Efrâsiyâb: Efsaneler, Kağanlar ve Bazı Rivayetler Üzerine
Türklerin, tarih boyunca savaş ve strateji konusunda yetkin bir toplum olduğu bilinen bir gerçektir. Ön Asya’dan itibaren bakıldığında, devlet teşekkülleri ve kurulan siyasi yapıların oldukça etkili oldukları görülür. Orta Asya bozkırlarından Anadolu’ya ve oradan da Avrupa içlerine kadar nüfuz etmeyi başarabilmiş hükümdarlar da yine bu topluluk içinden çıkmıştır. Verilen bütün mücadeleler, bilhassa hükümdarlar, bilge kişiler ve onların çevresindekiler adına destanlaştırılmış ya da bir biçimde efsaneleştirilmiştir. Türk tarih yazınını zenginleştiren en önemli kaynak destanlardır. Araştırmacılara ve bazı tarihçilere göre Türklerin ilk büyük destanı[i] olarak kabul edilen Sakaların efsanevî hükümdarı Alp Er Tunga’nın (Şehnâme’de ve Fars kaynaklarında geçtiği ismiyle Efrâsiyâb) hayatı ve mücadelesi, kendisinden sonra gelen tüm hikâyeleri bir biçimde etkilemiş yahut onların gelişmesini sağlamıştır.

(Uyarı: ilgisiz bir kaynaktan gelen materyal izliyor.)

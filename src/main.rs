//! gitferry: keeps named local directories synchronized with remote git
//! repositories across machines.

use anyhow::Result;
use clap::{Arg, ArgMatches, Command as ClapCommand};
use std::path::PathBuf;

use gitferry::commands::{handle_download_command, handle_upload_command};
use gitferry::config::default_config_path;

fn main() -> Result<()> {
    let matches = ClapCommand::new("gitferry")
        .version(env!("CARGO_PKG_VERSION"))
        .about("Keeps named local directories synchronized with remote git repositories")
        .subcommand_required(true)
        .arg_required_else_help(true)
        .subcommand(sync_args(ClapCommand::new("upload").about(
            "Stage, commit and push local changes for every configured repository",
        )))
        .subcommand(sync_args(ClapCommand::new("download").about(
            "Pull upstream changes into every configured repository",
        )))
        .get_matches();

    match matches.subcommand() {
        Some(("upload", sub)) => {
            let (config, machine) = resolve_run_args(sub)?;
            handle_upload_command(&config, &machine)
        }
        Some(("download", sub)) => {
            let (config, machine) = resolve_run_args(sub)?;
            handle_download_command(&config, &machine)
        }
        _ => unreachable!("subcommand is required"),
    }
}

fn sync_args(cmd: ClapCommand) -> ClapCommand {
    cmd.arg(
        Arg::new("config")
            .long("config")
            .value_name("PATH")
            .help("Path to the configuration file (defaults to the user config directory)"),
    )
    .arg(
        Arg::new("machine")
            .long("machine")
            .value_name("NAME")
            .help("Machine identity used to resolve local repository paths (defaults to COMPUTERNAME/HOSTNAME)"),
    )
}

fn resolve_run_args(matches: &ArgMatches) -> Result<(PathBuf, String)> {
    let config = match matches.get_one::<String>("config") {
        Some(path) => PathBuf::from(path),
        None => default_config_path().ok_or_else(|| {
            anyhow::anyhow!("Could not determine the user config directory; pass --config")
        })?,
    };

    let machine = match matches.get_one::<String>("machine") {
        Some(name) => name.clone(),
        None => std::env::var("COMPUTERNAME")
            .or_else(|_| std::env::var("HOSTNAME"))
            .map_err(|_| anyhow::anyhow!("Could not determine the machine name; pass --machine"))?,
    };

    Ok((config, machine))
}
//! Configuration loading and repository path resolution

use anyhow::{Context, Result};
use serde::Deserialize;
use std::collections::HashMap;
use std::path::{Path, PathBuf};

use crate::error::SyncError;

/// The declarative list of repositories to keep in sync.
///
/// Deserialized from a `config.json` document whose field names follow the
/// on-disk format:
///
/// ```json
/// {
///   "Repositories": [
///     {
///       "Name": "notes",
///       "RemoteUrl": "git@github.com:example/notes.git",
///       "MachinePaths": {
///         "WORKSTATION": "C:\\notes",
///         "LAPTOP": "/home/me/notes"
///       }
///     }
///   ]
/// }
/// ```
#[derive(Debug, Clone, Deserialize)]
pub struct Configuration {
    /// Repositories to process, in order. May be empty (a no-op run).
    #[serde(rename = "Repositories")]
    pub repositories: Vec<Repository>,
}

/// One repository definition.
#[derive(Debug, Clone, Deserialize)]
pub struct Repository {
    /// Display name, also the correlation key in progress events.
    #[serde(rename = "Name")]
    pub name: String,
    /// Passed verbatim to git when binding the remote.
    #[serde(rename = "RemoteUrl")]
    pub remote_url: String,
    /// Machine identity (uppercase, trimmed) to local working-copy path.
    #[serde(rename = "MachinePaths")]
    pub machine_paths: HashMap<String, PathBuf>,
}

impl Configuration {
    /// Reads and validates a configuration document.
    pub fn load(path: &Path) -> Result<Configuration> {
        let text = std::fs::read_to_string(path)
            .with_context(|| format!("Failed to read config file {}", path.display()))?;
        let config: Configuration = serde_json::from_str(&text)
            .with_context(|| format!("Failed to parse config file {}", path.display()))?;
        config.validate()?;
        Ok(config)
    }

    /// Rejects documents the sync core cannot act on. The core trusts the
    /// in-memory form and performs no further schema checks of its own.
    fn validate(&self) -> Result<()> {
        for repo in &self.repositories {
            if repo.name.trim().is_empty() {
                anyhow::bail!("Configuration contains a repository with an empty Name");
            }
            if repo.remote_url.trim().is_empty() {
                anyhow::bail!("Repository '{}' has an empty RemoteUrl", repo.name);
            }
        }
        Ok(())
    }
}

/// Default config location: `<user config dir>/gitferry/config.json`.
pub fn default_config_path() -> Option<PathBuf> {
    dirs::config_dir().map(|dir| dir.join("gitferry").join("config.json"))
}

/// Normalizes a machine identity the same way `MachinePaths` keys are
/// authored: uppercase with surrounding whitespace removed.
pub fn normalize_machine(identity: &str) -> String {
    identity.trim().to_uppercase()
}

/// Maps a repository definition to its local path on the given machine.
///
/// `machine` must already be normalized; lookup is by exact match.
pub fn resolve_repo_path(repo: &Repository, machine: &str) -> Result<PathBuf, SyncError> {
    repo.machine_paths
        .get(machine)
        .cloned()
        .ok_or_else(|| SyncError::RepositoryPathNotFound {
            repo: repo.name.clone(),
            machine: machine.to_string(),
        })
}
//! Working-copy initialization

use std::path::Path;

use super::runner::GitRunner;
use crate::error::SyncError;

/// Guarantees that `path` is a git working copy bound to `remote_url`.
///
/// Idempotent: an existing working copy is left untouched, so the remote is
/// bound exactly once, at creation time. A directory that exists but is not a
/// repository is never modified; initialization refuses with
/// [`SyncError::InvalidRepositoryLocation`] instead.
pub fn ensure_initialized<R: GitRunner>(
    runner: &R,
    path: &Path,
    remote_url: &str,
) -> Result<(), SyncError> {
    let directory_exists = path.is_dir();
    let is_git_repo = path.join(".git").is_dir();

    if directory_exists && is_git_repo {
        return Ok(());
    }

    if directory_exists {
        return Err(SyncError::InvalidRepositoryLocation {
            path: path.to_path_buf(),
        });
    }

    std::fs::create_dir_all(path)?;
    runner.run(&["init"], path)?;
    runner.run(&["remote", "add", "origin", remote_url], path)?;
    Ok(())
}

Destan geleneği tarihin akışı içerisinde süregelmiş ve daha sonra yetişen büyük kahraman hükümdarların çevresinde devam etmiştir. Bu geleneğin izlerini, Farsların millî destanı olarak bilinen Şehnâme’de görürüz. Eserde, İran’ın millî kahramanları, hâkimiyet kurmak amacıyla üzerlerine geldiklerini söyledikleri Turan hükümdarı Alp Er Tunga’ya[ii] karşı mücadele ederler. Firdevsî, Fars milliyetçiliği ekseninde yaklaştığı konularda yanlı bir tutum sergilemekten kendini alamadığı için Şehnâme’deki Efrâsiyâb bölümleri, onu kötüleme üzerine kuruludur ve çelişkiler barındırır. Aslında Şeyhnâme’nin yanı sıra bakmamız gereken iki önemli kaynak mevcuttur. XI. yüzyılda yazılmış Kutadgu Bilig ve Divanü Lügat’it-Türk’te Efrâsiyâb olarak bahsedilen kahramanın Türk hükümdar ailesinin atası kahraman Alp Er Tunga olduğu kaydedilir.[iii]

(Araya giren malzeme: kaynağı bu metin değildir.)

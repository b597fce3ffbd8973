//! Event surface for sync progress reporting
//!
//! The orchestrator reports its work through listeners registered by the
//! caller, so a progress UI or a logger can consume the stream without being
//! wired into the orchestrator's control flow. Dispatch is synchronous and in
//! emission order: one initialized event per upload run, then per-repository
//! progress terminating with `is_complete`, and at most one fatal error per
//! run. A blocking listener stalls the run.

use crate::error::SyncError;

/// A progress report for a single repository operation.
#[derive(Debug, Clone, PartialEq)]
pub struct Progress {
    /// Name of the repository currently being processed.
    pub repository: String,
    /// True on the final report for this repository.
    pub is_complete: bool,
    /// Human-readable description of the current step.
    pub message: String,
    /// Completion of the current repository's operation, 0-100. Local to the
    /// repository, not a whole-run percentage.
    pub percent_complete: f32,
}

/// Consumer of sync events. Methods default to no-ops so implementors can
/// pick the notifications they care about.
pub trait EventSink {
    /// Fired once per upload run, before any repository work, with the names
    /// of all repositories about to be processed.
    fn on_initialized(&mut self, _repositories: &[String]) {}

    /// Fired as a repository operation advances.
    fn on_progress(&mut self, _progress: &Progress) {}

    /// Fired at most once per run, right before the error is returned to the
    /// caller.
    fn on_fatal_error(&mut self, _error: &SyncError) {}
}

/// Sink that discards every event.
pub struct NullSink;

impl EventSink for NullSink {}
//! Typed error conditions for sync operations

use std::io;
use std::path::PathBuf;
use thiserror::Error;

/// Errors surfaced by upload and download processing.
///
/// Every variant is a definite, caller-visible failure: nothing is retried and
/// nothing is swallowed. Each error is raised at the point of detection,
/// reported once through the fatal-error event on the upload path, and then
/// propagated to the caller. Processing of the repository list stops at the
/// first failure; results already accumulated remain valid.
#[derive(Debug, Error)]
pub enum SyncError {
    /// No local-path mapping exists for the current machine.
    #[error("Repository '{repo}' does not have a local path specified on this machine ({machine})")]
    RepositoryPathNotFound { repo: String, machine: String },

    /// The target path exists but is not a git working copy. Refusing to
    /// proceed keeps initialization from touching unrelated directory
    /// contents.
    #[error("Path '{}' exists, but it is not a git repository", .path.display())]
    InvalidRepositoryLocation { path: PathBuf },

    /// The git process could not be launched at all.
    #[error("Unable to start git process: {0}")]
    GitStart(#[source] io::Error),

    /// git exited non-zero; carries the full command, working directory and
    /// captured output for diagnosis.
    #[error("Git command 'git {command}' failed in '{dir}': {output}", dir = .working_dir.display())]
    GitCommand {
        command: String,
        working_dir: PathBuf,
        output: String,
    },

    /// A pull reported a conflict marker; manual resolution is required.
    #[error("Merge conflict in repo '{repo}' at '{}'", .path.display())]
    MergeConflict { repo: String, path: PathBuf },

    /// A filesystem operation outside git failed (directory creation).
    #[error("I/O error: {0}")]
    Io(#[from] io::Error),
}
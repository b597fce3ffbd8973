//! Repository download command implementation
//!
//! Pulls upstream changes into every repository in the configuration,
//! stopping at the first merge conflict.

use anyhow::Result;
use std::path::Path;

use super::ProgressRenderer;
use crate::config::Configuration;
use crate::git::GitProcess;
use crate::sync::Syncer;

/// Handles the download command.
pub fn handle_download_command(config_path: &Path, machine: &str) -> Result<()> {
    let config = Configuration::load(config_path)?;

    let mut syncer = Syncer::new(GitProcess, machine);
    syncer.subscribe(Box::new(ProgressRenderer::new()));

    syncer.download(&config)?;
    println!("Download complete.");
    Ok(())
}
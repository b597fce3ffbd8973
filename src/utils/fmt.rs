//! Display formatting helpers

const KB: u64 = 1024;
const MB: u64 = KB * 1024;
const GB: u64 = MB * 1024;
const TB: u64 = GB * 1024;

/// Formats a byte count as a short human-readable size.
///
/// Uses binary multiples with up to two decimal places, trailing zeros
/// trimmed: `2621440` becomes `"2.5 MB"`, `215` becomes `"215 B"`.
pub fn format_bytes(bytes: u64) -> String {
    let (scaled, unit) = match bytes {
        b if b >= TB => (b as f64 / TB as f64, "TB"),
        b if b >= GB => (b as f64 / GB as f64, "GB"),
        b if b >= MB => (b as f64 / MB as f64, "MB"),
        b if b >= KB => (b as f64 / KB as f64, "KB"),
        b => return format!("{b} B"),
    };

    let formatted = format!("{scaled:.2}");
    let trimmed = formatted.trim_end_matches('0').trim_end_matches('.');
    format!("{trimmed} {unit}")
}
//! Process-level git plumbing
//!
//! Everything that touches the external `git` binary lives here: running
//! commands, initializing working copies and interpreting the free-text
//! output git produces.

pub mod init;
pub mod output;
pub mod runner;

// Re-export commonly used items
pub use init::ensure_initialized;
pub use output::{has_conflict, parse_push_bytes};
pub use runner::{GitProcess, GitRunner};
//! Photograph domain model.
//!
//! # Responsibility
//! - Define the binary image record attached to a notebook cover or a note.
//!
//! # Invariants
//! - `uuid` is stable and never reused for another photograph.
//! - Exactly one of `notebook` / `note` is set; the CHECK constraint in
//!   storage mirrors this.

use crate::model::note::NoteId;
use crate::model::notebook::NotebookId;
use crate::model::{EntityKind, ModelValidationError};
use serde::{Deserialize, Serialize};
use uuid::Uuid;

/// Stable identifier for a photograph.
pub type PhotographId = Uuid;

/// The parent a photograph is attached to.
#[derive(Debug, Clone, Copy, PartialEq, Eq, Serialize, Deserialize)]
#[serde(rename_all = "snake_case")]
pub enum PhotographOwner {
    /// Cover image of a notebook.
    NotebookCover(NotebookId),
    /// Image embedded in a note.
    Note(NoteId),
}

/// A binary image blob owned by a notebook cover or a note.
#[derive(Debug, Clone, PartialEq, Eq, Serialize, Deserialize)]
pub struct Photograph {
    /// Stable global ID used for linking and auditing.
    pub uuid: PhotographId,
    /// Encoded image bytes as handed in by the caller.
    pub image_data: Vec<u8>,
    /// Unix epoch milliseconds; assigned at creation.
    pub created_at: i64,
    /// Set when this photograph is a notebook cover.
    pub notebook: Option<NotebookId>,
    /// Set when this photograph belongs to a note.
    pub note: Option<NoteId>,
}

impl Photograph {
    /// Creates a new photograph with a generated stable ID.
    pub fn new(owner: PhotographOwner, image_data: Vec<u8>, created_at: i64) -> Self {
        Self::with_id(Uuid::new_v4(), owner, image_data, created_at)
    }

    /// Creates a new photograph with a caller-provided stable ID.
    pub fn with_id(
        uuid: PhotographId,
        owner: PhotographOwner,
        image_data: Vec<u8>,
        created_at: i64,
    ) -> Self {
        let (notebook, note) = match owner {
            PhotographOwner::NotebookCover(id) => (Some(id), None),
            PhotographOwner::Note(id) => (None, Some(id)),
        };
        Self {
            uuid,
            image_data,
            created_at,
            notebook,
            note,
        }
    }

    /// Returns the owner reference, or `None` for an invalid persisted shape.
    pub fn owner(&self) -> Option<PhotographOwner> {
        match (self.notebook, self.note) {
            (Some(notebook), None) => Some(PhotographOwner::NotebookCover(notebook)),
            (None, Some(note)) => Some(PhotographOwner::Note(note)),
            _ => None,
        }
    }

    /// Checks identity and single-owner invariants before persistence.
    pub fn validate(&self) -> Result<(), ModelValidationError> {
        if self.uuid.is_nil() {
            return Err(ModelValidationError::NilUuid(EntityKind::Photograph));
        }
        match (self.notebook, self.note) {
            (Some(_), Some(_)) => Err(ModelValidationError::PhotographWithBothOwners),
            (None, None) => Err(ModelValidationError::PhotographWithoutOwner),
            (Some(id), None) | (None, Some(id)) if id.is_nil() => {
                Err(ModelValidationError::NilOwner(EntityKind::Photograph))
            }
            _ => Ok(()),
        }
    }
}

Kaşgarlı Mahmud ile Yusuf Has Hacib’den (yani iki Tanrıdağlı bilginden) başkası Alp Er Tunga’dan söz açmıyordu. Kutatgu Bilig, “Tacikler (Alp Er Tunga’yı) Efrâsiyâb adı ile anarlar, çok illeri talayarak iradesi altına aldı (tuttı).” diyordu.[iv] Kaşgarlı Mahmud ise Türklerin büyük hakanı Efrâsiyâb’ın asıl Türk adı Tonga Alp Er’dir der.[v] Böylece İran mitolojisinde adı geçen Efrâsiyâb’ı bir Türk hakanı olarak kabul eder.[vi] “Han, Türklerin en büyük hakanıdır. Efrâsiyâb oğullarına da Han denir.” diyerek yukarıdaki görüşüne bir not daha ekler Yusuf Has Hacib.[vii]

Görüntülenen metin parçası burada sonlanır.